Dampak kolonialisme mental itu terlalu berat adanya pada perilaku daya pikir bangsa.Ia telah mendarah daging dalam pribadi-pribadi bangsa sehingga sekitar 50 tahun setelah merdeka, pola pikir kolonialisme masih mendasari pembangunan ekonomi bangsa ini yang dilaksanakan oleh kaum teknokrat atau kaum elitis yang menentukan kebijakan pembangunan ekonomi bangsa di era orde baru.
Berikut adalah menurut Gunnar Myrdal, Ekonom Swedia yang adalah pemenang Nobel mengemukakan bahwa teori–teori yang cocok untuk orang Barat belum tentu baik untuk di Timur bahkan akibatnya amat buruk. Hal ini ditandai oleh adanya perusahaan-perusahaan Belanda yang besar seperti perusahaan perkebunan tebu, karet, sawit, Deli Spoor Matchappij perusahaan kereta api.
Akibat dari kebijakan mengutamakan golongan minoritas tersebut, rejim orde baru sebagai mana juga pemerintahan Hindia Belanda menindas rakyat jelata yang adalah golongan islam,mayoritas penduduk Indonesia sekitar 90%.Islam dibunuh secara massal di Aceh, di Priok, di Maluku, di Jawa Tengah dan sebagainya.
Dengan demikian jurang kemiskinan melebar karena dalam sistem ekonomi terbuka, kesempatan berusaha memang terbuka untuk semua orang tetapi kemampuan untuk menggunakan kesempatan tersebut tidaklah sama sehingga yang kuat dan mampu dan memiliki modal besar akan berhasil dan yang lemah dan tidak mampu akan tergeser dan terpukul habis.
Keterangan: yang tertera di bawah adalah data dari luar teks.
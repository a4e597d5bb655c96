//! Builds the explicit `(service, method)` dispatch table from the engine
//! and the domain facades. This is the Rust-native replacement for the
//! original's reflective `services[uri]` / `getattr(service, method)`
//! lookup (REDESIGN FLAGS §9) -- every exposed operation is registered
//! once, at startup, rather than resolved per call.

use std::collections::BTreeMap;
use std::sync::Arc;

use kvault_core::Value;

use crate::error::EngineError;
use crate::facades::{InternalMetricsFacade, PathsFacade, PipelinesFacade, SecretsFacade};
use crate::storage::{EditPatch, KvEngine};

use super::args::{lookup, optional_bool, optional_i64, require_str, require_value};
use super::dispatch::DispatchTable;

pub const KV_SERVICE: &str = "key_value_store";
pub const SECRETS_SERVICE: &str = "secrets";
pub const PATHS_SERVICE: &str = "paths";
pub const PIPELINES_SERVICE: &str = "pipelines";
pub const INTERNAL_SERVICE: &str = "internal";

/// Registers every facade's operations into a fresh [`DispatchTable`].
pub fn build_dispatch_table(
    engine: Arc<KvEngine>,
    secrets: Arc<SecretsFacade>,
    paths: Arc<PathsFacade>,
    pipelines: Arc<PipelinesFacade>,
    internal: Arc<InternalMetricsFacade>,
) -> DispatchTable {
    let mut table = DispatchTable::new();
    register_kv_service(&mut table, Arc::clone(&engine));
    register_secrets_service(&mut table, secrets);
    register_paths_service(&mut table, paths);
    register_pipelines_service(&mut table, pipelines);
    register_internal_service(&mut table, internal);
    table
}

fn extras_arg(args: &[Value], kwargs: &BTreeMap<String, Value>, idx: usize) -> BTreeMap<String, Value> {
    match lookup(args, kwargs, idx, "extras") {
        Some(Value::Map(m)) => m,
        _ => BTreeMap::new(),
    }
}

fn register_kv_service(table: &mut DispatchTable, engine: Arc<KvEngine>) {
    let e = Arc::clone(&engine);
    table.register(KV_SERVICE, "create_store", move |args, kwargs| {
        let e = Arc::clone(&e);
        async move {
            let name = require_str(&args, &kwargs, 0, "store_name")?;
            Ok(Value::Bool(e.create_store(&name)?))
        }
    });

    let e = Arc::clone(&engine);
    table.register(KV_SERVICE, "delete_store", move |args, kwargs| {
        let e = Arc::clone(&e);
        async move {
            let name = require_str(&args, &kwargs, 0, "store_name")?;
            Ok(Value::Bool(e.delete_store(&name)))
        }
    });

    let e = Arc::clone(&engine);
    table.register(KV_SERVICE, "list_stores", move |_args, _kwargs| {
        let e = Arc::clone(&e);
        async move { Ok(Value::Array(e.list_stores().into_iter().map(Value::String).collect())) }
    });

    let e = Arc::clone(&engine);
    table.register(KV_SERVICE, "add_key", move |args, kwargs| {
        let e = Arc::clone(&e);
        async move {
            let store = require_str(&args, &kwargs, 0, "store_name")?;
            let key = require_str(&args, &kwargs, 1, "key")?;
            let value = require_value(&args, &kwargs, 2, "value")?;
            let ttl = optional_i64(&args, &kwargs, 3, "ttl");
            let readonly = optional_bool(&args, &kwargs, 4, "readonly", false);
            let extras = extras_arg(&args, &kwargs, 5);
            e.add_key(&store, &key, value, ttl, readonly, extras)?;
            Ok(Value::Bool(true))
        }
    });

    let e = Arc::clone(&engine);
    table.register(KV_SERVICE, "edit_key", move |args, kwargs| {
        let e = Arc::clone(&e);
        async move {
            let store = require_str(&args, &kwargs, 0, "store_name")?;
            let key = require_str(&args, &kwargs, 1, "key")?;
            let value = match lookup(&args, &kwargs, 2, "value") {
                Some(Value::Null) | None => None,
                Some(v) => Some(v),
            };
            let ttl = optional_i64(&args, &kwargs, 3, "ttl");
            let force = optional_bool(&args, &kwargs, 4, "force", false);
            let readonly = match lookup(&args, &kwargs, 5, "readonly") {
                Some(Value::Bool(b)) => Some(b),
                _ => None,
            };
            let extras = extras_arg(&args, &kwargs, 6);
            let patch = EditPatch { value, ttl_secs: ttl, readonly, extras };
            e.edit_key(&store, &key, patch, force)?;
            Ok(Value::Bool(true))
        }
    });

    let e = Arc::clone(&engine);
    table.register(KV_SERVICE, "delete_key", move |args, kwargs| {
        let e = Arc::clone(&e);
        async move {
            let store = require_str(&args, &kwargs, 0, "store_name")?;
            let key = require_str(&args, &kwargs, 1, "key")?;
            Ok(Value::Bool(e.delete_key(&store, &key)?))
        }
    });

    let e = Arc::clone(&engine);
    table.register(KV_SERVICE, "get_key", move |args, kwargs| {
        let e = Arc::clone(&e);
        async move {
            let store = require_str(&args, &kwargs, 0, "store_name")?;
            let key = require_str(&args, &kwargs, 1, "key")?;
            Ok(e.get_key(&store, &key)?.unwrap_or(Value::Null))
        }
    });

    let e = Arc::clone(&engine);
    table.register(KV_SERVICE, "get_all_keys", move |args, kwargs| {
        let e = Arc::clone(&e);
        async move {
            let store = require_str(&args, &kwargs, 0, "store_name")?;
            let all = e.get_all_keys(&store)?;
            Ok(Value::Map(all.into_iter().map(|(k, r)| (k, r.to_value())).collect()))
        }
    });

    table.register(KV_SERVICE, "update_configuration", move |_args, kwargs| {
        let e = Arc::clone(&engine);
        async move {
            let mut config = e.config();
            if let Some(Value::Int(ttl)) = kwargs.get("default_ttl_secs") {
                config.default_ttl_secs = *ttl;
            }
            e.update_configuration(config);
            Ok(Value::Bool(true))
        }
    });
}

fn register_secrets_service(table: &mut DispatchTable, secrets: Arc<SecretsFacade>) {
    let s = Arc::clone(&secrets);
    table.register(SECRETS_SERVICE, "add_confidential_key", move |args, kwargs| {
        let s = Arc::clone(&s);
        async move {
            let key = require_str(&args, &kwargs, 0, "key")?;
            let value = require_str(&args, &kwargs, 1, "value")?;
            let ttl = optional_i64(&args, &kwargs, 2, "ttl");
            let readonly = optional_bool(&args, &kwargs, 3, "readonly", false);
            s.add_confidential_key(&key, &value, ttl, readonly)?;
            Ok(Value::Bool(true))
        }
    });

    table.register(SECRETS_SERVICE, "get_confidential_key", move |args, kwargs| {
        let s = Arc::clone(&secrets);
        async move {
            let key = require_str(&args, &kwargs, 0, "key")?;
            Ok(s.get_confidential_key(&key)?.map(Value::String).unwrap_or(Value::Null))
        }
    });
}

fn register_paths_service(table: &mut DispatchTable, paths: Arc<PathsFacade>) {
    let p = Arc::clone(&paths);
    table.register(PATHS_SERVICE, "add_or_update_path", move |args, kwargs| {
        let p = Arc::clone(&p);
        async move {
            let label = require_str(&args, &kwargs, 0, "label")?;
            let env = require_str(&args, &kwargs, 1, "env")?;
            let system = require_str(&args, &kwargs, 2, "system")?;
            let path = require_str(&args, &kwargs, 3, "path")?;
            p.add_or_update_path(&label, &env, &system, &path)?;
            Ok(Value::Bool(true))
        }
    });

    let p = Arc::clone(&paths);
    table.register(PATHS_SERVICE, "get_path", move |args, kwargs| {
        let p = Arc::clone(&p);
        async move {
            let label = require_str(&args, &kwargs, 0, "label")?;
            let env = require_str(&args, &kwargs, 1, "env")?;
            let system = require_str(&args, &kwargs, 2, "system")?;
            Ok(p.get_path(&label, &env, &system)?.map(Value::String).unwrap_or(Value::Null))
        }
    });

    table.register(PATHS_SERVICE, "get_all_paths", move |_args, _kwargs| {
        let p = Arc::clone(&paths);
        async move { Ok(Value::Map(p.get_all_paths()?)) }
    });
}

fn register_pipelines_service(table: &mut DispatchTable, pipelines: Arc<PipelinesFacade>) {
    let p = Arc::clone(&pipelines);
    table.register(PIPELINES_SERVICE, "create_pipeline", move |args, kwargs| {
        let p = Arc::clone(&p);
        async move {
            let name = require_str(&args, &kwargs, 0, "name")?;
            Ok(Value::String(p.create_pipeline(&name)?))
        }
    });

    let p = Arc::clone(&pipelines);
    table.register(PIPELINES_SERVICE, "add_stage", move |args, kwargs| {
        let p = Arc::clone(&p);
        async move {
            let pipeline_id = require_str(&args, &kwargs, 0, "pipeline_id")?;
            let stage_name = require_str(&args, &kwargs, 1, "stage_name")?;
            Ok(Value::String(p.add_stage(&pipeline_id, &stage_name)?))
        }
    });

    let p = Arc::clone(&pipelines);
    table.register(PIPELINES_SERVICE, "get_pipeline", move |args, kwargs| {
        let p = Arc::clone(&p);
        async move {
            let pipeline_id = require_str(&args, &kwargs, 0, "pipeline_id")?;
            Ok(p.get_pipeline(&pipeline_id)?.map(pipeline_to_value).unwrap_or(Value::Null))
        }
    });

    table.register(PIPELINES_SERVICE, "list_pipelines", move |_args, _kwargs| {
        let p = Arc::clone(&pipelines);
        async move { Ok(Value::Array(p.list_pipelines()?.into_iter().map(pipeline_to_value).collect())) }
    });
}

fn pipeline_to_value(pipeline: crate::facades::pipelines::Pipeline) -> Value {
    let mut m = BTreeMap::new();
    m.insert("id".to_string(), Value::String(pipeline.id));
    m.insert("name".to_string(), Value::String(pipeline.name));
    m.insert(
        "stages".to_string(),
        Value::Array(
            pipeline
                .stages
                .into_iter()
                .map(|s| {
                    let mut sm = BTreeMap::new();
                    sm.insert("id".to_string(), Value::String(s.id));
                    sm.insert("name".to_string(), Value::String(s.name));
                    sm.insert("status".to_string(), Value::String(s.status));
                    Value::Map(sm)
                })
                .collect(),
        ),
    );
    m.insert("error_log".to_string(), Value::Array(pipeline.error_log.into_iter().map(Value::String).collect()));
    Value::Map(m)
}

fn register_internal_service(table: &mut DispatchTable, internal: Arc<InternalMetricsFacade>) {
    let i = Arc::clone(&internal);
    table.register(INTERNAL_SERVICE, "get_internal_key", move |args, kwargs| {
        let i = Arc::clone(&i);
        async move {
            let key = require_str(&args, &kwargs, 0, "key")?;
            Ok(i.get_internal_key(&key)?.unwrap_or(Value::Null))
        }
    });

    table.register(INTERNAL_SERVICE, "get_all_internal_keys", move |_args, _kwargs| {
        let i = Arc::clone(&internal);
        async move { Ok(Value::Map(i.get_all_internal_keys()?)) }
    });
}

#[cfg(test)]
mod tests {
    use std::sync::Arc;

    use kvault_core::ManualClock;

    use super::*;
    use crate::facades::secrets::FixedKeyResolver;

    fn table() -> DispatchTable {
        let clock = Arc::new(ManualClock::new(1_700_000_000));
        let engine = Arc::new(KvEngine::new(clock.clone()));
        let key = kvault_core::FernetKey::from_base64("MDEyMzQ1Njc4OWFiY2RlZjAxMjM0NTY3ODlhYmNkZWY=").unwrap();
        let secrets = Arc::new(SecretsFacade::new(Arc::clone(&engine), clock.clone(), Arc::new(FixedKeyResolver::new(key))));
        let paths = Arc::new(PathsFacade::new(Arc::clone(&engine)));
        let pipelines = Arc::new(PipelinesFacade::new(Arc::clone(&engine)));
        let internal = Arc::new(InternalMetricsFacade::new(Arc::clone(&engine), clock));
        build_dispatch_table(engine, secrets, paths, pipelines, internal)
    }

    #[tokio::test]
    async fn create_store_then_add_and_get_key() {
        let table = table();
        let created = table.call(KV_SERVICE, "create_store", vec![Value::String("s".to_string())], BTreeMap::new()).await.unwrap();
        assert_eq!(created, Value::Bool(true));

        table
            .call(
                KV_SERVICE,
                "add_key",
                vec![Value::String("s".to_string()), Value::String("k".to_string()), Value::String("v".to_string())],
                BTreeMap::new(),
            )
            .await
            .unwrap();

        let got = table
            .call(KV_SERVICE, "get_key", vec![Value::String("s".to_string()), Value::String("k".to_string())], BTreeMap::new())
            .await
            .unwrap();
        assert_eq!(got, Value::String("v".to_string()));
    }

    #[tokio::test]
    async fn secrets_round_trip_over_dispatch() {
        let table = table();
        table
            .call(
                SECRETS_SERVICE,
                "add_confidential_key",
                vec![Value::String("pw".to_string()), Value::String("hunter2".to_string())],
                BTreeMap::new(),
            )
            .await
            .unwrap();

        let got = table.call(SECRETS_SERVICE, "get_confidential_key", vec![Value::String("pw".to_string())], BTreeMap::new()).await.unwrap();
        assert_eq!(got, Value::String("hunter2".to_string()));
    }

    #[tokio::test]
    async fn pipelines_create_add_stage_and_get() {
        let table = table();
        let id = table.call(PIPELINES_SERVICE, "create_pipeline", vec![Value::String("deploy".to_string())], BTreeMap::new()).await.unwrap();
        let Value::String(id) = id else { panic!("expected string id") };

        table.call(PIPELINES_SERVICE, "add_stage", vec![Value::String(id.clone()), Value::String("build".to_string())], BTreeMap::new()).await.unwrap();

        let pipeline = table.call(PIPELINES_SERVICE, "get_pipeline", vec![Value::String(id)], BTreeMap::new()).await.unwrap();
        let Value::Map(m) = pipeline else { panic!("expected map") };
        let Some(Value::Array(stages)) = m.get("stages") else { panic!("expected stages array") };
        assert_eq!(stages.len(), 1);
    }

    #[tokio::test]
    async fn unknown_service_is_rejected() {
        let table = table();
        let err = table.call("nope", "m", vec![], BTreeMap::new()).await.unwrap_err();
        assert!(matches!(err, crate::rpc::dispatch::DispatchError::UnknownService(_)));
    }
}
Banyaknya pertumbuhan seperti berdirinya gedung-gedung mewah, supermarket, dan mall dan sektor jasa, jalan tol juga turut berkembang pesat. Kemajuan tersebut memang terlihat menakjubkan, namun semua hal itu dibangun dengan dana pinjaman dari luar negeri. Setelah Orde baru amblas, rakyat jugalah yang memikul beban hutang Negara. Bahkan jalan tol yang mulus itu hanya dapat dinikmati oleh sebagian kecil rakyat Indonesia, begitu juga dengan mall-mall dan supermarket, hotel bintang lima dan pembangunan orde baru lainnya.